The reason you are having so much trouble is because you are trying to do
something you shouldn't do (bypass user consent).

Windows has changed (or more precisely, Windows
is now enforcing something what it has tried to enforce all along). Admins
now control whether an application has the authority to affect the system
state or affect other users.
> If so, many apps--well behaved and secure in every sense-- will appear to
> the user as malware! This is very unfriendly and frankly wrong!
UAC prompting has nothing to do with whether your program is "good" or "bad"
-
and a permission prompt DOES NOT indicate malware! This has to do with
putting the user in control. Your program, when running inside of a user
account, has implicit permission to access files/settings that are DIRECTLY
associated with that user account. If you want to go mucking about with the
system, your program MUST get permission from an administrator. If the user
is an admin, then they have to give their permission, because they need to
know which programs are mucking with their system.

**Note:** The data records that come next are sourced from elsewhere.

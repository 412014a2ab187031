use std::io::Write;

use hearth::config::Config;
use hearth::http::request::{Method, Request};
use hearth::http::response::{Response, ResponseBuilder, StatusCode};
use hearth::http::writer::ResponseSink;
use hearth::server::Server;
use tracing_subscriber::EnvFilter;

#[tokio::main]
async fn main() -> anyhow::Result<()> {
    tracing_subscriber::fmt()
        .with_env_filter(
            EnvFilter::try_from_default_env().unwrap_or_else(|_| EnvFilter::new("info")),
        )
        .with_target(false)
        .with_level(true)
        .init();

    let cfg = Config::load()?;
    let server = Server::new(cfg);

    server.add_handler(Method::GET, "/messages", list_messages);
    server.add_handler(Method::POST, "/messages", post_message);

    tokio::select! {
        res = server.listen() => {
            res?;
        }

        _ = tokio::signal::ctrl_c() => {
            tracing::info!("Shutdown signal received");
        }
    }

    Ok(())
}

fn list_messages(req: &Request, sink: &mut ResponseSink) -> anyhow::Result<()> {
    let last = req.query_param("last").unwrap_or("all");
    sink.send(
        &ResponseBuilder::new(StatusCode::Ok)
            .header("Content-Type", "text/plain")
            .body(format!("messages: {}\n", last).into_bytes())
            .build(),
    );
    Ok(())
}

fn post_message(req: &Request, sink: &mut ResponseSink) -> anyhow::Result<()> {
    let mut body = Vec::new();

    if let Some(fields) = req.post_params() {
        for (name, values) in fields.iter() {
            writeln!(body, "{} = {}", name, values.join(", "))?;
        }
    }
    if let Some(parts) = req.parts() {
        for (name, parts) in parts.iter() {
            for part in parts {
                match &part.file_name {
                    Some(file) => {
                        writeln!(body, "{}: file {} ({} bytes)", name, file, part.body.len())?
                    }
                    None => {
                        writeln!(body, "{} = {}", name, part.text().unwrap_or("<binary>"))?
                    }
                }
            }
        }
    }

    sink.send(&Response::content("text/plain", body));
    Ok(())
}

And, I should point out here, that ALL PROGRAMS are under this same
restriciton - not just YOURS.

If someone is wanting to implement a service
just to bypass UAC and not for a very good reason (and I'm not saying
you are - I just want to say this here so everyone can see it) --
I would say to them PLEASE DON'T.
Doing so would be doing users a grave disservice because allowing
non-privileged processes to carry out privileged operations
inevitably allows ANY non-privileged processes to carry out those
operations (even if the method of invokation is obfuscated or some
security scheme is attempted, it is impossible to prevent - if this weren't
so, then UAC would not be necessary in the first place).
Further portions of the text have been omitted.